Writing the previous post got me thinking about the nature of how programmers use programs and how it relates to teaching in general.
A couple of years ago, I wrote a little prototype address book that accounted for my misspellings. The idea was that if someone had a name like Karalyne, that even if I spelled it "Caroline", it would find it.
To do so, I used the Soundex algorithm in Python:
>>> import fuzzy
>>> soundex = fuzzy.Soundex(5)
>>> soundex('Caroline')
'C6450'
>>> soundex('Karalyn')
'K6450'
Then I used the Levenshtein algorithm to determine the best match, and as the user typed, the matches would become better.
When I wrote the program, and even today, I have no understanding of exactly how Soundex works. I know that it transforms the string into a set of values which correspond to how it sounds, but I don't need to understand its implementation to use it.
That's the way most libraries work- one doesn't need to understand them in order to use them.
In this TED talk, Conrad Wolfram argues that this is the same way that we should be teaching math to children, with an emphasis on usage first, and understanding afterwards.
His examples include geometry, but the same arguments could be made about statistical analysis.

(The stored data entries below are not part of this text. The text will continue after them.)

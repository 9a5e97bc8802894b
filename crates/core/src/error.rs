use thiserror::Error;

use crate::bank::CatalogError;
use crate::engine::SessionError;
use crate::model::DifficultyError;

/// Any failure the core crate can report.
#[derive(Debug, Error)]
#[non_exhaustive]
pub enum Error {
    #[error(transparent)]
    Catalog(#[from] CatalogError),
    #[error(transparent)]
    Session(#[from] SessionError),
    #[error(transparent)]
    Difficulty(#[from] DifficultyError),
}
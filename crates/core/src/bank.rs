use std::collections::HashSet;

use thiserror::Error;

use crate::catalog::{STANDARD_CATEGORIES, STANDARD_QUESTIONS};
use crate::model::{CategoryConfig, CategoryKey, OPTION_COUNT, Question, QuestionId};

//
// ─── ERRORS ────────────────────────────────────────────────────────────────────
//

/// Configuration errors in the static catalog.
///
/// These are never recovered at runtime; they exist so tests and custom
/// catalogs can reject broken data up front.
#[derive(Debug, Error, Clone, PartialEq)]
#[non_exhaustive]
pub enum CatalogError {
    #[error("catalog has no categories")]
    NoCategories,

    #[error("category {0} is configured twice")]
    DuplicateCategory(CategoryKey),

    #[error("category {0} has a non-positive or non-finite weight")]
    InvalidWeight(CategoryKey),

    #[error("category {0} asks zero questions")]
    NothingToAsk(CategoryKey),

    #[error("category {0} has no questions")]
    EmptyCategory(CategoryKey),

    #[error("category {category} asks {questions_to_ask} questions but only {pool} exist")]
    PoolTooSmall {
        category: CategoryKey,
        questions_to_ask: usize,
        pool: usize,
    },

    #[error("question id {0} is used more than once")]
    DuplicateQuestion(QuestionId),

    #[error("question {question} belongs to unconfigured category {category}")]
    UnknownCategory {
        question: QuestionId,
        category: CategoryKey,
    },

    #[error("question {question} marks option {index} as correct but has only four options")]
    CorrectIndexOutOfRange { question: QuestionId, index: usize },
}

//
// ─── BANK ──────────────────────────────────────────────────────────────────────
//

/// Read-only catalog of categories and their questions.
///
/// Category order is the order the assessment walks through them.
#[derive(Debug, Clone)]
pub struct QuestionBank {
    categories: Vec<CategoryConfig>,
    questions: Vec<Question>,
}

impl QuestionBank {
    /// Build a validated bank from custom data.
    ///
    /// # Errors
    ///
    /// Returns the first `CatalogError` found in the data.
    pub fn new(
        categories: Vec<CategoryConfig>,
        questions: Vec<Question>,
    ) -> Result<Self, CatalogError> {
        let bank = Self {
            categories,
            questions,
        };
        bank.validate()?;
        Ok(bank)
    }

    /// The built-in financial-literacy catalog.
    ///
    /// The static data is covered by tests rather than re-validated here.
    #[must_use]
    pub fn standard() -> Self {
        Self {
            categories: STANDARD_CATEGORIES.to_vec(),
            questions: STANDARD_QUESTIONS.to_vec(),
        }
    }

    /// Check every catalog invariant.
    ///
    /// # Errors
    ///
    /// Returns the first `CatalogError` found.
    pub fn validate(&self) -> Result<(), CatalogError> {
        if self.categories.is_empty() {
            return Err(CatalogError::NoCategories);
        }

        let mut keys = HashSet::new();
        for config in &self.categories {
            if !keys.insert(config.key) {
                return Err(CatalogError::DuplicateCategory(config.key));
            }
            if !config.weight.is_finite() || config.weight <= 0.0 {
                return Err(CatalogError::InvalidWeight(config.key));
            }
            if config.questions_to_ask == 0 {
                return Err(CatalogError::NothingToAsk(config.key));
            }
        }

        let mut ids = HashSet::new();
        for question in &self.questions {
            if !ids.insert(question.id) {
                return Err(CatalogError::DuplicateQuestion(question.id));
            }
            if !keys.contains(&question.category) {
                return Err(CatalogError::UnknownCategory {
                    question: question.id,
                    category: question.category,
                });
            }
            if question.correct_index >= OPTION_COUNT {
                return Err(CatalogError::CorrectIndexOutOfRange {
                    question: question.id,
                    index: question.correct_index,
                });
            }
        }

        for config in &self.categories {
            let pool = self.pool_size(config.key);
            if pool == 0 {
                return Err(CatalogError::EmptyCategory(config.key));
            }
            if config.questions_to_ask > pool {
                return Err(CatalogError::PoolTooSmall {
                    category: config.key,
                    questions_to_ask: config.questions_to_ask,
                    pool,
                });
            }
        }

        Ok(())
    }

    #[must_use]
    pub fn categories(&self) -> &[CategoryConfig] {
        &self.categories
    }

    #[must_use]
    pub fn category(&self, key: CategoryKey) -> Option<&CategoryConfig> {
        self.categories.iter().find(|c| c.key == key)
    }

    #[must_use]
    pub fn category_at(&self, index: usize) -> Option<&CategoryConfig> {
        self.categories.get(index)
    }

    /// Questions of a category, in catalog order.
    pub fn questions_of(&self, category: CategoryKey) -> impl Iterator<Item = &Question> + '_ {
        self.questions.iter().filter(move |q| q.category == category)
    }

    #[must_use]
    pub fn question(&self, id: QuestionId) -> Option<&Question> {
        self.questions.iter().find(|q| q.id == id)
    }

    #[must_use]
    pub fn pool_size(&self, category: CategoryKey) -> usize {
        self.questions_of(category).count()
    }

    /// Total number of questions a complete session answers.
    #[must_use]
    pub fn expected_total(&self) -> usize {
        self.categories.iter().map(|c| c.questions_to_ask).sum()
    }
}

impl Default for QuestionBank {
    fn default() -> Self {
        Self::standard()
    }
}
use chrono::{DateTime, Utc};
use std::fmt;
use thiserror::Error;

use crate::bank::QuestionBank;
use crate::model::{
    AnsweredRecord, CategoryConfig, CategoryKey, OPTION_COUNT, Phase, Question, QuestionId, SelfLevel,
    SessionState,
};
use crate::progress::{CategorySummary, Progress};
use crate::report::AssessmentReport;
use crate::scheduler::{CategoryScheduler, RandomSource};

//
// ─── EVENTS & ERRORS ───────────────────────────────────────────────────────────
//

/// Discrete user actions the UI driver feeds into the engine.
#[derive(Debug, Clone, Copy, PartialEq, Eq)]
pub enum SessionEvent {
    Start,
    Answer { choice: usize },
    Advance,
    ChangeSelfLevel(SelfLevel),
    /// Discard the session; `started_at` stamps the fresh one.
    Reset { started_at: DateTime<Utc> },
}

impl SessionEvent {
    #[must_use]
    pub fn name(&self) -> &'static str {
        match self {
            Self::Start => "start",
            Self::Answer { .. } => "answer",
            Self::Advance => "advance",
            Self::ChangeSelfLevel(_) => "change_self_level",
            Self::Reset { .. } => "reset",
        }
    }
}

impl fmt::Display for SessionEvent {
    fn fmt(&self, f: &mut fmt::Formatter<'_>) -> fmt::Result {
        f.write_str(self.name())
    }
}

/// Events the current phase does not accept. The state is left untouched.
#[derive(Debug, Error, Clone, PartialEq, Eq)]
#[non_exhaustive]
pub enum SessionError {
    #[error("{event} is not accepted in the {phase:?} phase")]
    InvalidTransition { phase: Phase, event: &'static str },

    #[error("no question is on screen to answer")]
    NoCurrentQuestion,

    #[error("choice {0} is out of range")]
    ChoiceOutOfRange(usize),

    #[error("self level can only change before the first answer")]
    SelfLevelLocked,

    #[error("question {0} is not in the bank")]
    UnknownQuestion(QuestionId),
}

/// What the feedback screen needs after an answer.
#[derive(Debug, Clone, PartialEq, Eq)]
pub struct Feedback<'a> {
    pub question: &'a Question,
    pub chosen_index: usize,
    pub is_correct: bool,
    pub correct_index: usize,
}

//
// ─── ENGINE ────────────────────────────────────────────────────────────────────
//

/// Session state machine over a fixed question bank.
///
/// `reduce` is a pure `(state, event) -> state` step: the input state is never
/// modified, and a rejected event returns an error instead of a new state.
///
/// ```text
/// intro → question → feedback → {question | category_summary} → {question | results}
///   ↑                                                                          │
///   └──────────────────────────────── reset ───────────────────────────────────┘
/// ```
#[derive(Debug, Clone)]
pub struct AssessmentEngine {
    bank: QuestionBank,
}
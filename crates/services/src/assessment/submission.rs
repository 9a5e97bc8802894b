use chrono::{DateTime, Utc};
use quiz_core::model::SessionState;
use quiz_core::AssessmentReport;
use storage::repository::ResultSubmission;

use crate::settings::AssessmentSettings;

pub(crate) fn build_submission(
    settings: &AssessmentSettings,
    report: &AssessmentReport,
    state: &SessionState,
    submitted_at: DateTime<Utc>,
) -> ResultSubmission {
    ResultSubmission {
        tool_id: settings.tool_id.clone(),
        version: settings.version,
        summary: report.summary_line(),
        raw_data: report.raw_data(state.started_at(), state.self_level()),
        submitted_at,
    }
}
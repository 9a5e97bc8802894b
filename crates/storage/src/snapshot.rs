//! JSON encoding for whole-session snapshots.
//!
//! Snapshots are wrapped in a small envelope carrying a format version so an
//! incompatible blob is rejected instead of half-decoded.

use quiz_core::model::SessionState;
use serde::{Deserialize, Serialize};

use crate::repository::StorageError;

/// Current snapshot envelope version.
pub const SNAPSHOT_VERSION: u32 = 1;

#[derive(Serialize)]
struct EnvelopeRef<'a> {
    version: u32,
    state: &'a SessionState,
}

#[derive(Deserialize)]
struct Envelope {
    version: u32,
    state: SessionState,
}

/// Serialize a session into its stored JSON form.
///
/// # Errors
///
/// Returns `StorageError::Serialization` if encoding fails.
pub fn encode_snapshot(state: &SessionState) -> Result<String, StorageError> {
    serde_json::to_string(&EnvelopeRef {
        version: SNAPSHOT_VERSION,
        state,
    })
    .map_err(|e| StorageError::Serialization(e.to_string()))
}

/// Parse a stored snapshot.
///
/// # Errors
///
/// Returns `StorageError::Serialization` for malformed JSON or an unknown
/// envelope version.
pub fn decode_snapshot(raw: &str) -> Result<SessionState, StorageError> {
    let envelope: Envelope =
        serde_json::from_str(raw).map_err(|e| StorageError::Serialization(e.to_string()))?;
    if envelope.version != SNAPSHOT_VERSION {
        return Err(StorageError::Serialization(format!(
            "unsupported snapshot version {}",
            envelope.version
        )));
    }
    Ok(envelope.state)
}

#[cfg(test)]
mod tests {
    use super::*;
    use quiz_core::time::fixed_now;
    use quiz_core::{AssessmentEngine, FixedSequence, SessionEvent};

    #[test]
    fn snapshot_keeps_every_field() {
        let engine = AssessmentEngine::standard();
        let mut rng = FixedSequence::first();
        let state = engine
            .reduce(&engine.fresh_session(fixed_now()), SessionEvent::Start, &mut rng)
            .unwrap();
        let state = engine
            .reduce(&state, SessionEvent::Answer { choice: 2 }, &mut rng)
            .unwrap();

        let raw = encode_snapshot(&state).unwrap();
        assert_eq!(decode_snapshot(&raw).unwrap(), state);
    }

    #[test]
    fn rejects_unknown_version_and_garbage() {
        let state = AssessmentEngine::standard().fresh_session(fixed_now());
        let raw = encode_snapshot(&state).unwrap().replace("\"version\":1", "\"version\":99");
        assert!(matches!(
            decode_snapshot(&raw),
            Err(StorageError::Serialization(msg)) if msg.contains("99")
        ));
        assert!(decode_snapshot("{not json").is_err());
    }

    #[test]
    fn older_snapshot_without_marker_decodes_unsubmitted() {
        let state = AssessmentEngine::standard().fresh_session(fixed_now());
        let mut value: serde_json::Value = serde_json::from_str(&encode_snapshot(&state).unwrap()).unwrap();
        value["state"]
            .as_object_mut()
            .unwrap()
            .remove("submitted_for");
        let decoded = decode_snapshot(&value.to_string()).unwrap();
        assert!(!decoded.is_submitted());
        assert_eq!(decoded, state);
    }
}
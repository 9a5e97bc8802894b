use serde::{Deserialize, Serialize};

use crate::model::category::CategoryKey;
use crate::model::ids::QuestionId;
use crate::model::question::{Difficulty, Question};

/// Record of a single answered question.
///
/// Appended once to the session log and never mutated afterwards.
#[derive(Debug, Clone, PartialEq, Serialize, Deserialize)]
pub struct AnsweredRecord {
    pub question_id: QuestionId,
    pub category: CategoryKey,
    pub difficulty: Difficulty,
    pub is_correct: bool,
    pub correct_index: usize,
    pub chosen_index: usize,
    pub weight: f64,
}

impl AnsweredRecord {
    /// Grades `chosen_index` against the question and captures the weight of its difficulty.
    #[must_use]
    pub fn grade(question: &Question, chosen_index: usize) -> Self {
        Self {
            question_id: question.id,
            category: question.category,
            difficulty: question.difficulty,
            is_correct: question.is_correct(chosen_index),
            correct_index: question.correct_index,
            chosen_index,
            weight: question.difficulty.weight(),
        }
    }
}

Most people working with a dataset will need to know what questions to ask- determining the type of data and knowing what questions to ask is the most important thing. Figuring out whether or not the data fits a certain model will help you determine the type of analysis that needs to be done next.
If we taught statistics this way, with an emphasis on the analysis, rather than the process, we could teach statistics not in college, as Arthur Benjamin suggests, but as earlier, even as early as Algebra. The concepts in a subject like statistics are concrete, they're tangible, and it would be possible for students to be as comfortable using them even before they understand them, just as I'm comfortable using Soundex, even when I have only the most rudimentary understanding of how it works.